DATA FOR REVIEW:
• • • • •

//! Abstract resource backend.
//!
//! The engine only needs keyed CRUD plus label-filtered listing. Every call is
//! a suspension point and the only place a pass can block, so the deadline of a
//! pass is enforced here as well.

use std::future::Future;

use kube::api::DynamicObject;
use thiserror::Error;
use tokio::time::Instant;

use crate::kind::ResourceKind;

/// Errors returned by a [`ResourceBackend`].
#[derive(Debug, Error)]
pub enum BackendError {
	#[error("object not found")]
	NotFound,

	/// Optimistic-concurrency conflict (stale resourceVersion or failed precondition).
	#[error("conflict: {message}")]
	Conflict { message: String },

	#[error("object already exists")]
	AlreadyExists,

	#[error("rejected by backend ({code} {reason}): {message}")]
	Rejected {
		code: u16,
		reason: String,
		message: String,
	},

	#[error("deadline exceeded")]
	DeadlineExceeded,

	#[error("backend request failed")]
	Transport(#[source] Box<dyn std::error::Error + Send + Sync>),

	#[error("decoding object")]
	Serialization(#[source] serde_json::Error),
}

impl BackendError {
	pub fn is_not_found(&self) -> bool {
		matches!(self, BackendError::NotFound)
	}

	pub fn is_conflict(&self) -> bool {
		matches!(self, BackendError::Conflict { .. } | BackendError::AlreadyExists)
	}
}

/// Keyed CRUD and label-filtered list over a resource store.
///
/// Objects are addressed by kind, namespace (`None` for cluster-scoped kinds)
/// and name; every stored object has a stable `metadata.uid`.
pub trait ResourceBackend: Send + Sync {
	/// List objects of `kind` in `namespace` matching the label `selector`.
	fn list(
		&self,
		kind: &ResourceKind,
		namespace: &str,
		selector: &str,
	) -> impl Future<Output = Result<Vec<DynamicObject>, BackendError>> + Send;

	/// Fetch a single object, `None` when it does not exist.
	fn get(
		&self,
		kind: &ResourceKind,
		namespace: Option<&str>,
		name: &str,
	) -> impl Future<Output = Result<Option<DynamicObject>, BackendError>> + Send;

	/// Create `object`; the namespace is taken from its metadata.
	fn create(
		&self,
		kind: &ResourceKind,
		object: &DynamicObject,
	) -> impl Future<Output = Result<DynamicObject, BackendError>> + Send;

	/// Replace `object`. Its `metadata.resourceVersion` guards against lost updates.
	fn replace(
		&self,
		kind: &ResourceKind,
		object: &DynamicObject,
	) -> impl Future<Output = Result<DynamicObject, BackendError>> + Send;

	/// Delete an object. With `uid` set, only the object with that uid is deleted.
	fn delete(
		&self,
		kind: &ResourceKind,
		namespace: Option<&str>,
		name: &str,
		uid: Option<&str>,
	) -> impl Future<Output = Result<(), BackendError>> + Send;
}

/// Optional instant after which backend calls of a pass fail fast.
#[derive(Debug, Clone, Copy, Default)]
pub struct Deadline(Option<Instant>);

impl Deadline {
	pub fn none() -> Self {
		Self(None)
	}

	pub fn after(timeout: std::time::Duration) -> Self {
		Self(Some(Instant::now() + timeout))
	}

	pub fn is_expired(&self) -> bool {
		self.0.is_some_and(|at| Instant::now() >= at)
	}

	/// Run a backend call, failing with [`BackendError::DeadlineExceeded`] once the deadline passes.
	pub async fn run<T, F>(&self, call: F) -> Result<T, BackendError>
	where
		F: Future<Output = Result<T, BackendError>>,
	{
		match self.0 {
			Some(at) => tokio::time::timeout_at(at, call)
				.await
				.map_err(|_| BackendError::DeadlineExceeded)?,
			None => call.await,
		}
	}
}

• • • • •

WHAT IS NEEDED: Copy all of the data above, character for character.

ANSWER TO THIS TASK:
//! Abstract resource backend.
//!
//! The engine only needs keyed CRUD plus label-filtered listing. Every call is
//! a suspension point and the only place a pass can block, so the deadline of a
//! pass is enforced here as well.

use std::future::Future;

use kube::api::DynamicObject;
use thiserror::Error;
use tokio::time::Instant;

use crate::kind::ResourceKind;

/// Errors returned by a [`ResourceBackend`].
#[derive(Debug, Error)]
pub enum BackendError {
	#[error("object not found")]
	NotFound,

	/// Optimistic-concurrency conflict (stale resourceVersion or failed precondition).
	#[error("conflict: {message}")]
	Conflict { message: String },

	#[error("object already exists")]
	AlreadyExists,

	#[error("rejected by backend ({code} {reason}): {message}")]
	Rejected {
		code: u16,
		reason: String,
		message: String,
	},

	#[error("deadline exceeded")]
	DeadlineExceeded,

	#[error("backend request failed")]
	Transport(#[source] Box<dyn std::error::Error + Send + Sync>),

	#[error("decoding object")]
	Serialization(#[source] serde_json::Error),
}

impl BackendError {
	pub fn is_not_found(&self) -> bool {
		matches!(self, BackendError::NotFound)
	}

	pub fn is_conflict(&self) -> bool {
		matches!(self, BackendError::Conflict { .. } | BackendError::AlreadyExists)
	}
}

/// Keyed CRUD and label-filtered list over a resource store.
///
/// Objects are addressed by kind, namespace (`None` for cluster-scoped kinds)
/// and name; every stored object has a stable `metadata.uid`.
pub trait ResourceBackend: Send + Sync {
	/// List objects of `kind` in `namespace` matching the label `selector`.
	fn list(
		&self,
		kind: &ResourceKind,
		namespace: &str,
		selector: &str,
	) -> impl Future<Output = Result<Vec<DynamicObject>, BackendError>> + Send;

	/// Fetch a single object, `None` when it does not exist.
	fn get(
		&self,
		kind: &ResourceKind,
		namespace: Option<&str>,
		name: &str,
	) -> impl Future<Output = Result<Option<DynamicObject>, BackendError>> + Send;

	/// Create `object`; the namespace is taken from its metadata.
	fn create(
		&self,
		kind: &ResourceKind,
		object: &DynamicObject,
	) -> impl Future<Output = Result<DynamicObject, BackendError>> + Send;

	/// Replace `object`. Its `metadata.resourceVersion` guards against lost updates.
	fn replace(
		&self,
		kind: &ResourceKind,
		object: &DynamicObject,
	) -> impl Future<Output = Result<DynamicObject, BackendError>> + Send;

	/// Delete an object. With `uid` set, only the object with that uid is deleted.
	fn delete(
		&self,
		kind: &ResourceKind,
		namespace: Option<&str>,
		name: &str,
		uid: Option<&str>,
	) -> impl Future<Output = Result<(), BackendError>> + Send;
}

/// Optional instant after which backend calls of a pass fail fast.
#[derive(Debug, Clone, Copy, Default)]
pub struct Deadline(Option<Instant>);

impl Deadline {
	pub fn none() -> Self {
		Self(None)
	}

	pub fn after(timeout: std::time::Duration) -> Self {
		Self(Some(Instant::now() + timeout))
	}

	pub fn is_expired(&self) -> bool {
		self.0.is_some_and(|at| Instant::now() >= at)
	}

	/// Run a backend call, failing with [`BackendError::DeadlineExceeded`] once the deadline passes.
	pub async fn run<T, F>(&self, call: F) -> Result<T, BackendError>
	where
		F: Future<Output = Result<T, BackendError>>,
	{
		match self.0 {
			Some(at) => tokio::time::timeout_at(at, call)
				.await
				.map_err(|_| BackendError::DeadlineExceeded)?,
			None => call.await,
		}
	}
}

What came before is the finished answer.